La delincuencia es un fenómeno que nada tiene que ver con el origen nacional de las personas. Un español no delinque más o menos que un extranjero y estos tampoco son más o menos delincuentes en función del país en que hayan nacido.

No existe, pues, una escala de países generadores de malhechores y, por tanto, ninguno ocupa el primer o el segundo puesto.

Pero, si bien esto no admite discusión, a no ser que nos enfrentemos dialécticamente con un fanático nacionalista, excluyente por definición, en cuyo caso es mejor darse la vuelta, tampoco podemos taparnos los ojos y negar la realidad.

Aquella que vemos todos los días quienes nos dedicamos al derecho penal y que, además, ha sido objetivada por las bases de datos policiales, judiciales y penitenciarias

En España y, particularmente, en Cataluña, los delincuentes de origen extranjero son cada vez más numerosos. En concreto, como ya expuse hace unos meses en esta columna, según los estudios realizados por el Consejo General del Poder Judicial y extraídos de su web, a diciembre de 2023, los extranjeros representaban el 50% de los presos internados en las prisiones de nuestra comunidad autónoma

Muchos de ellos, además, carentes de permiso de residencia y habiendo ingresado en nuestro país de forma ilegal. Es decir, sin ningún control previo de la persona en cuestión y, lógicamente, sin comprobar sus antecedentes penales en su país de origen.

La culpa, sin duda, es de nuestra política migratoria. Demasiado laxa, ya que, salvo en los casos más flagrantes, que suelen coincidir con los momentos en que los medios de comunicación sacan a relucir el problema, permanece en stand by y no ofrece ninguna solución a la ciudadanía.

En cualquier caso, en tanto no se regule debidamente la cuestión migratoria, el Código Penal, en su artículo 89, contiene un mecanismo para acordar la expulsión de los extranjeros que hayan cometido delitos en nuestro país.

A saber, el apartado primero de este precepto señala, con carácter imperativo, que “las penas de prisión de más de un año impuestas a un ciudadano extranjero serán sustituidas por su expulsión del territorio español”. Aunque el juez, excepcionalmente, “cuando resulte necesario para asegurar la defensa del orden jurídico y restablecer la confianza en la vigencia de la norma infringida por el delito, podrá acordar la ejecución de una parte de la pena que no podrá ser superior a dos tercios de su extensión, y la sustitución del resto por la expulsión del penado del territorio español”.

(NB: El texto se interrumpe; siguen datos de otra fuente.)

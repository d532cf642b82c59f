use anyhow::{Context, Result};
use log::{debug, info};
use serde::{Deserialize, Serialize};
use std::fs;
use std::path::{Path, PathBuf};

/// Directory of JSON documents addressed by key (`<dir>/<key>.json`).
///
/// Backs the directory configuration source and the export of run output.
pub struct JsonCache {
    dir: PathBuf,
}

impl JsonCache {
    /// Open an existing directory without touching the filesystem
    pub fn open<P: AsRef<Path>>(dir: P) -> Self {
        Self {
            dir: dir.as_ref().to_path_buf(),
        }
    }

    /// Open a directory for writing, creating it when missing
    pub fn create<P: AsRef<Path>>(dir: P) -> Result<Self> {
        let dir = dir.as_ref().to_path_buf();
        fs::create_dir_all(&dir)
            .with_context(|| format!("Failed to create directory {}", dir.display()))?;
        Ok(Self { dir })
    }

    pub fn dir(&self) -> &Path {
        &self.dir
    }

    pub fn save<T: Serialize>(&self, key: &str, data: &T) -> Result<PathBuf> {
        let file_path = self.build_path(key);
        let json = serde_json::to_string_pretty(data).context("Failed to serialize data")?;
        fs::write(&file_path, json)
            .with_context(|| format!("Failed to write {}", file_path.display()))?;

        info!("Saved {}", file_path.display());
        Ok(file_path)
    }

    pub fn load<T: for<'de> Deserialize<'de>>(&self, key: &str) -> Result<Option<T>> {
        let file_path = self.build_path(key);
        if !file_path.exists() {
            return Ok(None);
        }

        let json = fs::read_to_string(&file_path)
            .with_context(|| format!("Failed to read {}", file_path.display()))?;
        let data = serde_json::from_str(&json).with_context(|| {
            format!(
                "Failed to parse JSON from {}. First 200 chars: {}",
                file_path.display(),
                json.chars().take(200).collect::<String>()
            )
        })?;

        debug!("Loaded {}", file_path.display());
        Ok(Some(data))
    }

    fn build_path(&self, key: &str) -> PathBuf {
        self.dir.join(format!("{}.json", key))
    }
}

#[cfg(test)]
mod tests {
    use super::*;
    use serde::{Deserialize, Serialize};

    #[derive(Debug, Serialize, Deserialize, PartialEq)]
    struct TestData {
        value: String,
    }

    #[test]
    fn test_save_and_load() {
        let temp_dir = std::env::temp_dir().join(format!("match_poller_cache_{}", std::process::id()));
        let cache = JsonCache::create(&temp_dir).unwrap();

        let data = TestData {
            value: "test".to_string(),
        };

        cache.save("test_key", &data).unwrap();
        let loaded: Option<TestData> = cache.load("test_key").unwrap();
        assert_eq!(loaded, Some(data));

        let missing: Option<TestData> = cache.load("missing").unwrap();
        assert_eq!(missing, None);

        fs::remove_dir_all(&temp_dir).unwrap();
    }

    #[test]
    fn test_load_reports_invalid_json() {
        let temp_dir = std::env::temp_dir().join(format!("match_poller_cache_bad_{}", std::process::id()));
        let cache = JsonCache::create(&temp_dir).unwrap();
        fs::write(temp_dir.join("broken.json"), "{not json").unwrap();

        let result: Result<Option<TestData>> = cache.load("broken");
        assert!(result.is_err());

        fs::remove_dir_all(&temp_dir).unwrap();
    }
}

Una previsión que, pese a su indudable utilidad para reducir la población reclusa extranjera y evitar que, cumplidas las penas, los delincuentes foráneos puedan volver a delinquir, se aplica en contadas ocasiones por los juzgados y tribunales españoles.

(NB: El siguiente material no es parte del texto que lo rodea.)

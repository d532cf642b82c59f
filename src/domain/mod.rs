pub mod clock;
pub mod models;
pub mod team_names;

pub use models::{MatchRecord, RuntimeConfig, TeamMap, TournamentSource};
pub use team_names::{PLACEHOLDER_TEAM, TeamNameNormalizer};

Fundamentalmente, debido a la interpretación que suele darse a lo establecido en el apartado cuatro del mismo artículo, según el cual “no procederá la sustitución cuando, a la vista de las circunstancias del hecho y las personales del autor, en particular su arraigo en España, la expulsión resulte desproporcionada”.

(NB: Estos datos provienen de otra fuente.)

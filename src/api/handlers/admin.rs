use axum::{
    extract::State,
    http::{HeaderMap, StatusCode},
    response::{IntoResponse, Json},
};
use chrono::Utc;
use std::sync::Arc;

use super::AppState;

/// Runs a forced poll cycle and returns its report
pub async fn force_run(State(state): State<Arc<AppState>>, headers: HeaderMap) -> impl IntoResponse {
    if !is_authorized(&headers, state.admin_token.as_deref()) {
        return StatusCode::UNAUTHORIZED.into_response();
    }

    log::info!("Forced run requested over HTTP");
    let coordinator = state.coordinator.lock().await;
    match coordinator.run(true, Utc::now()).await {
        Ok(report) => Json(report).into_response(),
        Err(e) => {
            log::error!("Forced run failed: {:#}", e);
            (StatusCode::INTERNAL_SERVER_ERROR, "Run failed").into_response()
        }
    }
}

/// Without a configured token the endpoint is open
fn is_authorized(headers: &HeaderMap, token: Option<&str>) -> bool {
    let Some(token) = token else {
        return true;
    };
    headers
        .get("Authorization")
        .and_then(|h| h.to_str().ok())
        .and_then(|value| value.strip_prefix("Bearer "))
        .is_some_and(|given| given == token)
}

#[cfg(test)]
mod tests {
    use super::*;
    use axum::http::HeaderValue;

    fn headers(value: &str) -> HeaderMap {
        let mut headers = HeaderMap::new();
        headers.insert("Authorization", HeaderValue::from_str(value).unwrap());
        headers
    }

    #[test]
    fn test_open_without_token() {
        assert!(is_authorized(&HeaderMap::new(), None));
    }

    #[test]
    fn test_bearer_token_must_match() {
        assert!(is_authorized(&headers("Bearer s3cret"), Some("s3cret")));
        assert!(!is_authorized(&headers("Bearer wrong"), Some("s3cret")));
        assert!(!is_authorized(&headers("s3cret"), Some("s3cret")));
        assert!(!is_authorized(&HeaderMap::new(), Some("s3cret")));
    }
}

Y es que, para justificar el arraigo, en muchos casos se hace mención únicamente a las circunstancias que rodean a la estancia del extranjero delincuente en el territorio español.

Por ejemplo, si tiene trabajo, si es arrendatario de una vivienda, si está empadronado o si tiene familia en España. Unos datos que, si bien acreditan una cierta vinculación con el país en el que residen, pueden no tener relación alguna con su integración en éste. Porque, como resulta obvio, una persona puede residir, contraer matrimonio y engendrar hijos en un lugar regido por unas normas que ni cumple ni desea cumplir.

La integración requiere, desde mi punto de vista, el respeto al ordenamiento jurídico del país de acogida. Y, en la medida en que la comisión de un delito implica el desprecio por dicho ordenamiento y por el orden social, el mero proceder criminal debería implicar, per se, la consideración de la persona en cuestión como no integrada y, en consecuencia, como carente de arraigo.

Porque el delito es revelador de que el delincuente siente un desapego por la sociedad y carece de compromiso social. Es igualmente indicativo de que el delincuente tan solo desea aprovecharse de forma ilegítima de la sociedad y del sistema.

En esta situación, por tanto, no puede entenderse que haya arraigo. Aunque se acrediten circunstancias como las antes mencionadas. De modo que, salvo que concurran situaciones excepcionales, tales como una guerra en su país de origen o que el delincuente tenga reconocida la condición de asilado, debería procederse a su expulsión del territorio nacional.

En resumen, tal vez sea necesaria una reforma del artículo 89 del Código Penal o, simplemente, una nueva interpretación jurisprudencial.